In a now infamous secret pact, Berlin and Moscow had agreed to split their mutual neighbor without declaring war on one another—a relationship that lasted almost two years, until German troops took the Soviet Union by surprise, attacking east.

When asked about the secret pact to split Poland—once denied by the Soviet Union—33 percent of Russians have never heard of it, while another 17 percent have and do not believe it, Russian pollster the Levada Center reports.

Only 40 percent of Russians believe that the secret deal to split Poland actually existed. In Soviet times, the Kremlin claimed that its troops were going into Poland to protect Russian-speaking Ukrainians and Belarusians in eastern Poland.

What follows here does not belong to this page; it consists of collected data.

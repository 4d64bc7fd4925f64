use crate::catalog::types::{RowKey, Value};
use crate::commit::communicate_failure;
use crate::commit::journal::UndoEntry;
use crate::config::CommitOptions;
use crate::error::{OrmError, ResourceType, StoreError};
use crate::message::Message;
use crate::row::Row;
use crate::store::RowData;
use crate::table::Table;
use tracing::{info, warn};

#[derive(Debug, Clone, Copy, Default, PartialEq, Eq)]
pub struct DeleteOptions {
    /// Ignore the row's own reference to itself when checking self-relations.
    pub exclude_self_references: bool,
    pub communicate: Option<bool>,
}

#[derive(Debug, Clone, PartialEq, Eq)]
pub enum DeleteOutcome {
    Deleted { affected: u64 },
    /// Refused or rejected in communication mode; the row stays linked.
    Failed(Message),
}

impl DeleteOutcome {
    pub fn is_deleted(&self) -> bool {
        matches!(self, DeleteOutcome::Deleted { .. })
    }
}

impl Table {
    /// Deletes `row` from the store, then unlinks and terminates it.
    ///
    /// Refused while dependent rows reference it or a column's `on_delete`
    /// hook vetoes. On any failure the row stays linked and usable.
    pub fn delete(&self, row: &Row, options: DeleteOptions) -> Result<DeleteOutcome, OrmError> {
        let settings = self.ctx.settings.with_options(&CommitOptions {
            strict: None,
            communicate: options.communicate,
        });
        let table = self.name();
        let key = row.key();
        if !row.belongs_to(&self.ctx) {
            return Err(OrmError::WrongOwner {
                resource_type: ResourceType::Row,
                resource_id: key.to_string(),
                expected: table.to_string(),
                actual: row.table_name().to_string(),
            });
        }
        let values = row.initial_values()?;

        if let Err(err) = self.check_delete(key, &values, options) {
            info!(table, key, error = %err, "delete: refused");
            return communicate_failure(err, &settings, table, Some(key), Some(row))
                .map(DeleteOutcome::Failed);
        }

        let deleted = match self.ctx.store.delete(table, key) {
            Ok(0) => Err(OrmError::from(StoreError::Ineligible {
                table: table.to_string(),
                key,
            })),
            Ok(n) => Ok(n),
            Err(err) => Err(err.into()),
        };
        let affected = match deleted {
            Ok(n) => n,
            Err(err) => {
                warn!(table, key, error = %err, "delete: store rejected delete");
                return communicate_failure(err, &settings, table, Some(key), Some(row))
                    .map(DeleteOutcome::Failed);
            }
        };

        self.rows.lock().remove(key);
        row.terminate();
        self.ctx.journal.lock().record(UndoEntry::Delete {
            table: table.to_string(),
            key,
            values: values.clone(),
        });
        info!(table, key, affected, "delete: row deleted");
        self.ctx.hooks.on_deleted(table, key, &values);
        Ok(DeleteOutcome::Deleted { affected })
    }

    fn check_delete(
        &self,
        key: RowKey,
        values: &RowData,
        options: DeleteOptions,
    ) -> Result<(), OrmError> {
        let schema = &self.ctx.schema;
        let mut dependents = Vec::new();
        for relation in schema.relations() {
            let exclude = (relation.child_table == schema.name()
                && options.exclude_self_references)
                .then_some(key);
            let count = self.ctx.store.exists(
                &relation.child_table,
                &relation.child_column,
                &Value::Integer(key),
                exclude,
            )?;
            if count > 0 {
                dependents.push(relation.to_string());
            }
        }
        if !dependents.is_empty() {
            return Err(OrmError::HasDependents {
                table: schema.name().to_string(),
                key,
                dependents,
            });
        }

        for column in schema.columns() {
            let value = values.get(&column.name).cloned().unwrap_or(Value::Null);
            if let Err(reason) = column.hooks().on_delete(column, key, &value) {
                return Err(OrmError::DeleteVetoed {
                    table: schema.name().to_string(),
                    key,
                    column: column.name.clone(),
                    reason,
                });
            }
        }
        Ok(())
    }
}
use std::sync::Arc;

use chrono::{NaiveDate, NaiveTime};

use super::domain::{Trainer, TrainerId};
use super::store::{EntityStore, StoreError};

/// Half-open interval overlap: `[a_start, a_end)` against `[b_start, b_end)`.
/// Touching at a boundary is not overlap.
pub fn overlaps(
    a_start: NaiveTime,
    a_end: NaiveTime,
    b_start: NaiveTime,
    b_end: NaiveTime,
) -> bool {
    a_start < b_end && a_end > b_start
}

/// Whether `[start, end)` lies within the window `[window_start, window_end)`.
pub fn window_contains(
    window_start: NaiveTime,
    window_end: NaiveTime,
    start: NaiveTime,
    end: NaiveTime,
) -> bool {
    window_start <= start && end <= window_end
}

/// Why a trainer is not bookable for a requested slot.
#[derive(Debug, Clone, PartialEq, Eq, thiserror::Error)]
pub enum UnavailabilityReason {
    #[error("trainer {} was not found", (.0).0)]
    UnknownTrainer(TrainerId),
    #[error("start time must come before end time")]
    InvertedRange,
    #[error("requested range falls outside the trainer's availability window {avail_start}-{avail_end}")]
    OutsideWindow {
        avail_start: NaiveTime,
        avail_end: NaiveTime,
    },
    #[error("trainer already booked {start}-{end} that day")]
    Booked { start: NaiveTime, end: NaiveTime },
}

/// Outcome of an availability probe.
#[derive(Debug, Clone, PartialEq, Eq)]
pub struct Availability {
    pub available: bool,
    pub reason: Option<UnavailabilityReason>,
}

impl Availability {
    fn free() -> Self {
        Self {
            available: true,
            reason: None,
        }
    }

    fn blocked(reason: UnavailabilityReason) -> Self {
        Self {
            available: false,
            reason: Some(reason),
        }
    }
}

/// Read-only engine answering "is this trainer free" and "who is free".
pub struct AvailabilityEngine<S> {
    store: Arc<S>,
}

impl<S: EntityStore> AvailabilityEngine<S> {
    pub fn new(store: Arc<S>) -> Self {
        Self { store }
    }

    /// Probe a single trainer for a date and half-open time range.
    ///
    /// Fails closed: an unknown trainer is reported as unavailable, not an
    /// error. Date comparison is exact (date-only, no time component).
    pub fn is_available(
        &self,
        trainer_id: TrainerId,
        date: NaiveDate,
        start: NaiveTime,
        end: NaiveTime,
    ) -> Result<Availability, StoreError> {
        if start >= end {
            return Ok(Availability::blocked(UnavailabilityReason::InvertedRange));
        }

        let Some(trainer) = self.store.trainer(trainer_id)? else {
            return Ok(Availability::blocked(UnavailabilityReason::UnknownTrainer(
                trainer_id,
            )));
        };

        if !window_contains(trainer.avail_start, trainer.avail_end, start, end) {
            return Ok(Availability::blocked(UnavailabilityReason::OutsideWindow {
                avail_start: trainer.avail_start,
                avail_end: trainer.avail_end,
            }));
        }

        for record in self.store.appointments_for_trainer_on(trainer_id, date)? {
            if overlaps(start, end, record.appointment.start, record.appointment.end) {
                return Ok(Availability::blocked(UnavailabilityReason::Booked {
                    start: record.appointment.start,
                    end: record.appointment.end,
                }));
            }
        }

        Ok(Availability::free())
    }

    /// All trainers whose window contains the range and who have no
    /// overlapping appointment on that date, sorted by name.
    pub fn find_available_trainers(
        &self,
        date: NaiveDate,
        start: NaiveTime,
        end: NaiveTime,
    ) -> Result<Vec<Trainer>, StoreError> {
        if start >= end {
            return Ok(Vec::new());
        }

        let mut free = Vec::new();
        for trainer in self.store.trainers()? {
            if !window_contains(trainer.avail_start, trainer.avail_end, start, end) {
                continue;
            }

            let booked = self
                .store
                .appointments_for_trainer_on(trainer.id, date)?
                .iter()
                .any(|record| {
                    overlaps(start, end, record.appointment.start, record.appointment.end)
                });

            if !booked {
                free.push(trainer);
            }
        }

        free.sort_by(|a, b| a.name.cmp(&b.name));
        Ok(free)
    }
}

When asked what the date of the assault signified, only 11 percent of Russians gave the correct answer, while 29 percent said it marked the start of World War II, while another seven percent thought this was the date that Germany attacked the Soviet Union.

Nearly half (45 percent) said they did not know what the date signified. However when asked if they approved of Joseph Stalin's signing of a non-aggression treaty with Adolf Hitler, 45 percent of Russians said they definitely or largely did. Only 17 percent definitely or largely condemned the treaty. The rest were unsure how they felt.

Poland regards itself as a country invaded by two totalitarian regimes in World War II, and in post-Soviet times the Kremlin issued numerous signals that it will follow in Germany's footsteps and accept responsibility for Soviet atrocities during the war.

Vladimir Putin angered many Communist hardliners at home in 2010 by visiting Poland to mourn one of the largest massacres of Polish forces by Soviet troops near Katyn. Despite evidence to the contrary, the Soviet explanation for the murder of 20,000 Poles whose bodies were found in mass graves in western Russia, was that German troops were to blame.

The year prior, Putin visited Poland to condemn the non-aggression pact between Moscow and Berlin as morally wrong, saying: "We must admit these mistakes. Our country has done this."

As relations between Russia and the West have worsened over Moscow's annexation of Crimea from Ukraine in 2014, Putin and the government at large have become much more defensive about the Soviet contribution to the war.

In his address to parliament last year, Putin told lawmakers that Moscow's role was not of an accomplice but of an alarm bell, making "direct proposals for joint action and collective defence" to the West. Under a recently passed law, Russia's supreme court convicted a blogger last year for claiming that the Soviet Union invaded Poland, setting a legal precedent for jailing anyone who does so. In the meantime, the approval rating for authoritarian wartime leader Joseph Stalin has only increased.